*** Entries provided ***
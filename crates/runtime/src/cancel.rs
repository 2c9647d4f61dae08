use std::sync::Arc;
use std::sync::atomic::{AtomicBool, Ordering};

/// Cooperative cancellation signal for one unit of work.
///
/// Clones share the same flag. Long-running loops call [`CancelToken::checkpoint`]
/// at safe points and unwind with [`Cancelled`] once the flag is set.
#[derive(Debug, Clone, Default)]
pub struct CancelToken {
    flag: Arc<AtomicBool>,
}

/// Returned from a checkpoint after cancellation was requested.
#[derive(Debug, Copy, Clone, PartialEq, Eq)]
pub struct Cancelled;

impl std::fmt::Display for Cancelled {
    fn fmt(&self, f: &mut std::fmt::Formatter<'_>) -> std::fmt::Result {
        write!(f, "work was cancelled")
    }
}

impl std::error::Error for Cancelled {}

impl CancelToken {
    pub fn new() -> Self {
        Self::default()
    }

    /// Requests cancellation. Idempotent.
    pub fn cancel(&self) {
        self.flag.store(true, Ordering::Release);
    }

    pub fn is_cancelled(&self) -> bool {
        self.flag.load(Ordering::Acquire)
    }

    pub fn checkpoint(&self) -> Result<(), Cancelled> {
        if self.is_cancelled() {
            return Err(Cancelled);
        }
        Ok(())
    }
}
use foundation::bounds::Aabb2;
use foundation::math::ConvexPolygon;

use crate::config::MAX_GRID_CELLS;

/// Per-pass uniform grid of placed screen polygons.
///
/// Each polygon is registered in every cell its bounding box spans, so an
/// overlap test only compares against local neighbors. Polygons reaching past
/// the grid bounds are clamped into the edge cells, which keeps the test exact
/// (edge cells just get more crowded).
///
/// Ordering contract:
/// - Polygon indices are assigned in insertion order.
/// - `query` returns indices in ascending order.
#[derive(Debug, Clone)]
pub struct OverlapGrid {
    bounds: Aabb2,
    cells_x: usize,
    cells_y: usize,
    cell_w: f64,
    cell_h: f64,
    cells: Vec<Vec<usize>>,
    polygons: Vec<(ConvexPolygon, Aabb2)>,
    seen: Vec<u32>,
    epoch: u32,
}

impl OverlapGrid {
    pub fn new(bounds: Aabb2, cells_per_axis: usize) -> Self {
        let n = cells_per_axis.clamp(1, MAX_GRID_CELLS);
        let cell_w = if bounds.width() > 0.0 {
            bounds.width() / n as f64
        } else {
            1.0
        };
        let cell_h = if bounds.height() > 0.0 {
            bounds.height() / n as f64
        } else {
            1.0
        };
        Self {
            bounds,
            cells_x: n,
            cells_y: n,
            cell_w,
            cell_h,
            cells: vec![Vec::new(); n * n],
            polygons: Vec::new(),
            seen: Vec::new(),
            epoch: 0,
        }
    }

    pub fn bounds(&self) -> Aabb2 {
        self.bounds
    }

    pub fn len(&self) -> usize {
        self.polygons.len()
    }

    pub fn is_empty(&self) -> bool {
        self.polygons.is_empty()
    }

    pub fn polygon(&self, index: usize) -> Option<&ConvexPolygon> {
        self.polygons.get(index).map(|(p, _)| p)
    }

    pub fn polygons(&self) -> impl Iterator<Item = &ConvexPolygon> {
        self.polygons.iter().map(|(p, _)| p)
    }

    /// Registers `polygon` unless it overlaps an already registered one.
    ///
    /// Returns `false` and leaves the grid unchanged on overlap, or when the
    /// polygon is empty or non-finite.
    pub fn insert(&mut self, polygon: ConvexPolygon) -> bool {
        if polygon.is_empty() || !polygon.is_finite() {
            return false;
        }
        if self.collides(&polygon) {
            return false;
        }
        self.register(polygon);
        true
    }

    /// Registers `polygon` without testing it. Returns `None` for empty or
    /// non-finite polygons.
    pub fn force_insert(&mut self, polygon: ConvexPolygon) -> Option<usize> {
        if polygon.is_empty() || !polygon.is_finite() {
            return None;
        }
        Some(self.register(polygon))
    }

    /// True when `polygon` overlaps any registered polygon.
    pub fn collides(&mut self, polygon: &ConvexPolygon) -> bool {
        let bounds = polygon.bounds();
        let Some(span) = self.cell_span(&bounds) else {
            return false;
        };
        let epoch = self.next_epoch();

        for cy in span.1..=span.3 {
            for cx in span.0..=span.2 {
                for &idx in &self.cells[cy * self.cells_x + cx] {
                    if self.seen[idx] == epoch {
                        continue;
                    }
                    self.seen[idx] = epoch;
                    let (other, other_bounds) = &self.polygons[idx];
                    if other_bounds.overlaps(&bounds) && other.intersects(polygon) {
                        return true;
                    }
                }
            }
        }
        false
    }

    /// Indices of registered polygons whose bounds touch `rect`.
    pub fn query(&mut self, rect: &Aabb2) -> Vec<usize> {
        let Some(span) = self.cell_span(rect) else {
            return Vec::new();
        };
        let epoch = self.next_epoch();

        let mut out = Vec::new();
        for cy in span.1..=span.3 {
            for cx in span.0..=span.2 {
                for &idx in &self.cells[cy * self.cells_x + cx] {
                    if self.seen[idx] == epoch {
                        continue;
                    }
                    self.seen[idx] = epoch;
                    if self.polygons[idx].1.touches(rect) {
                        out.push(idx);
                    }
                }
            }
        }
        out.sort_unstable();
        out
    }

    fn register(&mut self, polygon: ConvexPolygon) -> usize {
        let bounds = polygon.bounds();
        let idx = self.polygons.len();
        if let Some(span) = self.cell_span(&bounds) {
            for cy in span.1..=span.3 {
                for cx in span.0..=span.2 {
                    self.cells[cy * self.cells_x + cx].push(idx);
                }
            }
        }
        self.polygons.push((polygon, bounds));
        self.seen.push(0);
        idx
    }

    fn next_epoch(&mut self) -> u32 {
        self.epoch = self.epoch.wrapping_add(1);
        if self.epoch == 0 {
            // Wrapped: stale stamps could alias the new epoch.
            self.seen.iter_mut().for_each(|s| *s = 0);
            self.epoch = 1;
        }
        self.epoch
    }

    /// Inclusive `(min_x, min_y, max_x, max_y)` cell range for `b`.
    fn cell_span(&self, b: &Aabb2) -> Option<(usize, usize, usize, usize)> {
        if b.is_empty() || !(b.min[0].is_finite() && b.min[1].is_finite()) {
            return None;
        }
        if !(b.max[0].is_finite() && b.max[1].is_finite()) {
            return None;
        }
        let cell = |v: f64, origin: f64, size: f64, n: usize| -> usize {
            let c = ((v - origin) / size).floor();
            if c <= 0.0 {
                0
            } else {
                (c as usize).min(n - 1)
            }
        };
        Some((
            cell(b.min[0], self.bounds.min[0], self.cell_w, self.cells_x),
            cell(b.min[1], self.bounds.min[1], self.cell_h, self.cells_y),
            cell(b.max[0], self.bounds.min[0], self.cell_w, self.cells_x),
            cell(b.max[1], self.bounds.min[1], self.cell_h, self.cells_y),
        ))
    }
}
*** End of Entries provided ***
Each line holding "Registers" in the records should be copied out.

Task response:
    /// Registers `polygon` unless it overlaps an already registered one.
    /// Registers `polygon` without testing it. Returns `None` for empty or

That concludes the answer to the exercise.